What’s certain is that garlic has the power to destroy a lot more than vampires and evil spirits. After all, not for nothing is it the world’s most commonly used condiment. Although an odorless plant, it has more flavor and aroma than just about any other plant, including onions. It is pungent and earthy, yet subtle and delicate.

Only in recent years has the scientific community realized garlic’s healthful properties, especially its role in flushing out carcinogenic substances from the body. Garlic contains phytochemical compounds that have proven anticancer properties, particularly in the prevention of cancers of the stomach, esophagus, prostrate, colon and breast. Garlic is especially effective in protecting against cancers caused by a class of chemicals known as nitrosamines, a powerful carcinogen that interacts with the body’s DNA and is formed in the intestine from nitrites, a class of food additives used as preservatives in meat products such as sausages, bacon and ham as well as pickled foods and cured meats. Garlic prevents the formation of nitrosamines by reducing the risk of cancer-causing genetic mutations.

Researchers have studied least 20 compounds derived from garlic and have found them to possess anticancer properties. Of these compounds, two—diallyl sulfide (DAS) and diallyl disulfide (DADS)—are fat-soluble and considered to be the principal compounds in garlic that play a role in preventing cancer. In fact, DAS has been shown to even defuse the development of lung cancers caused by an exceedingly toxic nitrosamine called NNK, which results from the ingestion of nicotine while smoking tobacco.

But to fully harness garlic’s anticancer properties, the condiment must be consumed shortly after it is freshly crushed or chopped. That’s because anticancer molecules in allicin, the strong-smelling ingredient that gives garlic its pungent odor, are strongest when the condiment is crushed, chopped or chewed.

In the very beginning at Zankou, we didn’t even have garlic sauce.

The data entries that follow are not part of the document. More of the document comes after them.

//! Per-shard progress records.
//!
//! Progress lives in the same `event_progression` table as the high-water
//! mark. Normal updates are optimistic: the writer presents the floor it read
//! and the update is rejected if the stored value moved in the meantime.

use std::sync::Arc;

use crate::{
    daemon::DaemonError,
    store::{EventStore, ShardProgress, StoreTransaction},
};

/// Reads and writes shard progress.
#[derive(Debug)]
pub struct ProgressTracker<S> {
    store: Arc<S>,
}

impl<S> Clone for ProgressTracker<S> {
    fn clone(&self) -> Self {
        Self {
            store: Arc::clone(&self.store),
        }
    }
}

impl<S: EventStore> ProgressTracker<S> {
    #[must_use]
    pub const fn new(store: Arc<S>) -> Self {
        Self { store }
    }

    /// Last recorded sequence, or `None` if the shard never recorded any.
    ///
    /// # Errors
    ///
    /// Propagates backend failures.
    pub async fn current(&self, shard: &str) -> Result<Option<i64>, S::Error> {
        Ok(self.store.fetch_progress(shard).await?.map(|p| p.sequence))
    }

    /// Every shard's progress.
    ///
    /// # Errors
    ///
    /// Propagates backend failures.
    pub async fn all(&self) -> Result<Vec<ShardProgress>, S::Error> {
        self.store.all_progress().await
    }

    /// Overwrite a shard's progress, bypassing the floor check.
    ///
    /// # Errors
    ///
    /// Propagates backend failures.
    pub async fn rewind(&self, shard: &str, sequence: i64) -> Result<(), S::Error> {
        tracing::info!(shard, sequence, "rewinding shard progress");
        self.store.rewind_progress(shard, sequence).await
    }

    /// Record `ceiling` inside `tx`, moving from `previous`.
    ///
    /// A shard with no previous record inserts one instead.
    ///
    /// # Errors
    ///
    /// Returns [`DaemonError::ProgressOutOfOrder`] if the stored progress is
    /// no longer `previous`; the caller must drop `tx` and re-read.
    pub async fn record<T: StoreTransaction>(
        &self,
        tx: &mut T,
        shard: &str,
        previous: Option<i64>,
        ceiling: i64,
    ) -> Result<(), DaemonError<T::Error>> {
        let accepted = match previous {
            None => tx
                .insert_progress(shard, ceiling)
                .await
                .map_err(DaemonError::Store)?,
            Some(floor) => tx
                .update_progress(shard, floor, ceiling)
                .await
                .map_err(DaemonError::Store)?,
        };
        if accepted {
            Ok(())
        } else {
            Err(DaemonError::ProgressOutOfOrder {
                shard: shard.to_owned(),
                expected: previous,
            })
        }
    }
}

#[cfg(test)]
mod tests {
    use super::*;
    use crate::store::inmemory;

    #[tokio::test]
    async fn first_record_inserts_then_updates_from_floor() {
        let store = Arc::new(inmemory::Store::new());
        let tracker = ProgressTracker::new(Arc::clone(&store));
        assert_eq!(tracker.current("Trips:All").await.unwrap(), None);

        let mut tx = store.begin().await.unwrap();
        tracker
            .record(&mut tx, "Trips:All", None, 10)
            .await
            .unwrap();
        tracker
            .record(&mut tx, "Trips:All", Some(10), 25)
            .await
            .unwrap();
        tx.commit().await.unwrap();

        assert_eq!(tracker.current("Trips:All").await.unwrap(), Some(25));
    }

    #[tokio::test]
    async fn stale_floor_is_rejected() {
        let store = Arc::new(inmemory::Store::new());
        let tracker = ProgressTracker::new(Arc::clone(&store));
        tracker.rewind("Trips:All", 40).await.unwrap();

        let mut tx = store.begin().await.unwrap();
        let error = tracker
            .record(&mut tx, "Trips:All", Some(30), 50)
            .await
            .unwrap_err();
        assert!(matches!(
            error,
            DaemonError::ProgressOutOfOrder { expected: Some(30), .. }
        ));

        let error = tracker
            .record(&mut tx, "Trips:All", None, 50)
            .await
            .unwrap_err();
        assert!(matches!(
            error,
            DaemonError::ProgressOutOfOrder { expected: None, .. }
        ));
    }
}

In fact, we sold raw chickens along with cooked ones for the first decade or so. Over time, customers fell in love with our garlic sauce. And that raises the question: What makes garlic taste so great with chicken? Maybe the answer lies in the fact that both foods are powerfully healthy for the body when combined. After all, chicken is one of the best forms of animal protein—and what could be a more palatable way of eating it than with garlic. Or maybe it’s that chicken is a bit dry all by itself, and that creamy garlic sauce gives the meat that special, zesty kick required to render it as palatable as healthy. Perhaps it’s just the power and amazing taste of the raw garlic itself, and the chicken is just the vehicle with which the garlic must travel into our mouths. Sometimes our body craves that powerful garlic sauce because of its healing, nurturing and antiseptic properties.

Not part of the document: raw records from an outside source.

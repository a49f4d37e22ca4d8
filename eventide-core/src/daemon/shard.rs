//! One async projection shard and its worker loop.

use std::sync::Arc;

use tokio::sync::watch;

use crate::{
    daemon::{
        DaemonError, DaemonSettings, ShardState,
        high_water::HighWaterStatistics,
        loader::{EventLoader, PageRequest},
        progress::ProgressTracker,
    },
    projection::{Projection, TransactionContext},
    store::{EventFilter, EventStore, StoreTransaction},
};

/// An async projection registered with the daemon.
pub struct ShardDefinition {
    /// Progress row name, `"{projection}:All"`.
    pub name: String,
    pub projection: Arc<dyn Projection>,
    pub filter: EventFilter,
}

impl std::fmt::Debug for ShardDefinition {
    fn fmt(&self, f: &mut std::fmt::Formatter<'_>) -> std::fmt::Result {
        f.debug_struct("ShardDefinition")
            .field("name", &self.name)
            .field("filter", &self.filter)
            .finish_non_exhaustive()
    }
}

impl ShardDefinition {
    #[must_use]
    pub fn new(projection: Arc<dyn Projection>, filter: EventFilter) -> Self {
        Self {
            name: format!("{}:All", projection.name()),
            projection,
            filter,
        }
    }
}

/// Outcome of one loop iteration.
#[derive(Debug, Clone, Copy, PartialEq, Eq)]
pub(crate) enum Step {
    /// Progress already at the high-water mark.
    Idle,
    Advanced { ceiling: i64, events: usize },
}

pub(crate) struct ShardWorker<S> {
    pub(crate) store: Arc<S>,
    pub(crate) loader: EventLoader<S>,
    pub(crate) progress: ProgressTracker<S>,
    pub(crate) shard: Arc<ShardDefinition>,
    pub(crate) settings: DaemonSettings,
    pub(crate) state: Arc<watch::Sender<ShardState>>,
    pub(crate) high_water: watch::Receiver<HighWaterStatistics>,
    pub(crate) stop: watch::Receiver<bool>,
}

impl<S: EventStore> ShardWorker<S> {
    pub(crate) async fn run(mut self) {
        let shard = self.shard.name.clone();
        self.state.send_replace(ShardState::Running);
        tracing::info!(%shard, "shard started");

        loop {
            if *self.stop.borrow() {
                break;
            }
            let mark = self.high_water.borrow_and_update().mark;

            let stop_requested = match self.step(mark).await {
                Ok(Step::Advanced { ceiling, events }) => {
                    tracing::debug!(%shard, ceiling, events, "shard advanced");
                    false
                }
                Ok(Step::Idle) => self.wait(self.settings.poll_interval).await,
                Err(DaemonError::ProgressOutOfOrder { expected, .. }) => {
                    tracing::debug!(%shard, ?expected, "progress moved underneath shard, re-reading");
                    false
                }
                Err(error) => {
                    tracing::error!(%shard, %error, "shard iteration failed, backing off");
                    self.wait(self.settings.error_backoff).await
                }
            };
            if stop_requested {
                break;
            }
        }

        self.state.send_replace(ShardState::Stopped);
        tracing::info!(%shard, "shard stopped");
    }

    /// Sleep for `duration`, waking early when the mark moves. Returns `true`
    /// if the shard was asked to stop.
    async fn wait(&mut self, duration: std::time::Duration) -> bool {
        tokio::select! {
            biased;
            _ = self.stop.changed() => true,
            _ = self.high_water.changed() => false,
            () = tokio::time::sleep(duration) => false,
        }
    }

    /// Load one page above the shard's progress and apply it together with
    /// the progress update in a single transaction.
    pub(crate) async fn step(&self, mark: i64) -> Result<Step, DaemonError<S::Error>> {
        let shard = &self.shard.name;
        let previous = self
            .progress
            .current(shard)
            .await
            .map_err(DaemonError::Store)?;
        let floor = previous.unwrap_or(0);
        if mark <= floor {
            return Ok(Step::Idle);
        }

        let page = self
            .loader
            .load(&PageRequest {
                floor,
                high_water: mark,
                batch_size: self.settings.batch_size,
                filter: self.shard.filter.clone(),
            })
            .await?;
        if !page.advances() {
            return Ok(Step::Idle);
        }

        let mut tx = self.store.begin().await.map_err(DaemonError::Store)?;
        if !page.events.is_empty() {
            let mut ctx = TransactionContext::new(&mut tx);
            self.shard
                .projection
                .apply(&mut ctx, &page.events)
                .await
                .map_err(DaemonError::Projection)?;
        }
        self.progress
            .record(&mut tx, shard, previous, page.ceiling)
            .await?;
        tx.commit().await.map_err(DaemonError::Store)?;

        Ok(Step::Advanced {
            ceiling: page.ceiling,
            events: page.events.len(),
        })
    }
}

At the end of the day, what wins all of us over is the taste. That amazing, fresh taste of the crispy skin on the chicken. The aroma of the chicken being cooked for hours in the oven, and that remarkable aftertaste that has the effect of leaving us hungrier with every bite.

Suffice to say that the taste of garlic and chicken stick with you. Your friends may avoid you because you smell of garlic, but in the end it’s your garlic-infused immune system that you’ll thank when everybody but you keeps falling ill.


You can never have enough garlic. With enough garlic, you can eat The New York Times.